35 reports of this reaction
2.6% of all IMIPRAMINE HYDROCHLORIDE reports
#2 most reported adverse reaction
DIZZINESS is the #2 most commonly reported adverse reaction for IMIPRAMINE HYDROCHLORIDE, manufactured by Key Therapeutics. There are 35 FDA adverse event reports linking IMIPRAMINE HYDROCHLORIDE to DIZZINESS. This represents approximately 2.6% of all 1,335 adverse event reports for this drug.
Patients taking IMIPRAMINE HYDROCHLORIDE who experience dizziness should discuss this symptom with their healthcare provider to determine whether it may be related to their medication and what alternatives may be available.

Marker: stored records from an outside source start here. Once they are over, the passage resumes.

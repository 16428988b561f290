//! Events flowing into and out of the engine.
//!
//! [`WorldEvent`]s describe one mutation of the world each and are delivered in
//! mutation order. [`ObjectiveEvent`]s are notifications produced when an
//! objective's state actually changes.

use glam::IVec3;
use serde::{Deserialize, Serialize};

use lattice::MaterialData;

use crate::objective::{ObjectiveId, TeamId};

/// A block position together with its material.
#[derive(Debug, Clone, Copy, PartialEq, Eq, Hash, Serialize, Deserialize)]
pub struct BlockState {
    /// Block coordinate
    pub position: IVec3,
    /// Material at that coordinate
    pub material: MaterialData,
}

impl BlockState {
    /// Create a block state.
    #[must_use]
    pub fn new(position: IVec3, material: impl Into<MaterialData>) -> Self {
        Self {
            position,
            material: material.into(),
        }
    }
}

/// A single world mutation.
#[derive(Debug, Clone, PartialEq, Serialize, Deserialize)]
#[serde(tag = "type", rename_all = "snake_case")]
pub enum WorldEvent {
    /// Liquid flowing from one cell into another.
    BlockFlow {
        /// Cell the liquid flows from
        from: BlockState,
        /// Cell the liquid flows into, before the flow
        to: BlockState,
    },
    /// A block was placed.
    BlockPlace {
        /// The placed block
        block: BlockState,
    },
    /// A block was broken.
    BlockBreak {
        /// The block as it was before breaking
        block: BlockState,
    },
    /// An item entity is about to spawn.
    ItemSpawn {
        /// The item's material
        material: MaterialData,
    },
}

/// Notification of an objective state change.
#[derive(Debug, Clone, PartialEq, Serialize, Deserialize)]
#[serde(tag = "type", rename_all = "snake_case")]
pub enum ObjectiveEvent {
    /// Lava escaped a core far enough to leak it.
    CoreLeaked {
        /// Core id
        objective: ObjectiveId,
        /// Team owning the core
        team: Option<TeamId>,
        /// Vertical distance between the core's bottom and the lava
        distance: i64,
    },
    /// A matching block of a destroyable was broken.
    DestroyableDamaged {
        /// Destroyable id
        objective: ObjectiveId,
        /// Matching blocks left
        remaining: usize,
        /// Completion after the break, in percent
        completion: f64,
    },
    /// A matching block of a destroyable was placed back.
    DestroyableRepaired {
        /// Destroyable id
        objective: ObjectiveId,
        /// Matching blocks left
        remaining: usize,
        /// Completion after the repair, in percent
        completion: f64,
    },
    /// A destroyable crossed its completion threshold.
    DestroyableCompleted {
        /// Destroyable id
        objective: ObjectiveId,
        /// Team that owned it
        owner: Option<TeamId>,
    },
}

impl ObjectiveEvent {
    /// Id of the objective the event is about.
    #[must_use]
    pub fn objective(&self) -> &ObjectiveId {
        match self {
            Self::CoreLeaked { objective, .. }
            | Self::DestroyableDamaged { objective, .. }
            | Self::DestroyableRepaired { objective, .. }
            | Self::DestroyableCompleted { objective, .. } => objective,
        }
    }

    /// Returns true if the event marks an objective as complete.
    #[must_use]
    pub const fn is_completion(&self) -> bool {
        matches!(self, Self::CoreLeaked { .. } | Self::DestroyableCompleted { .. })
    }
}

DIZZINESS is a less commonly reported adverse event for IMIPRAMINE HYDROCHLORIDE, but still significant enough to appear in the safety profile.
In addition to dizziness, the following adverse reactions have been reported for IMIPRAMINE HYDROCHLORIDE:
The following drugs have also been linked to dizziness in FDA adverse event reports:
DIZZINESS has been reported as an adverse event in 35 FDA reports for IMIPRAMINE HYDROCHLORIDE. This does not prove causation, but indicates an association observed in post-market surveillance data.
DIZZINESS accounts for approximately 2.6% of all adverse event reports for IMIPRAMINE HYDROCHLORIDE, making it one of the most commonly reported side effect.
If you experience dizziness while taking IMIPRAMINE HYDROCHLORIDE, contact your healthcare provider. They can evaluate whether the symptom is related to your medication and discuss potential adjustments to your treatment plan. Do not stop taking prescribed medication without consulting your doctor.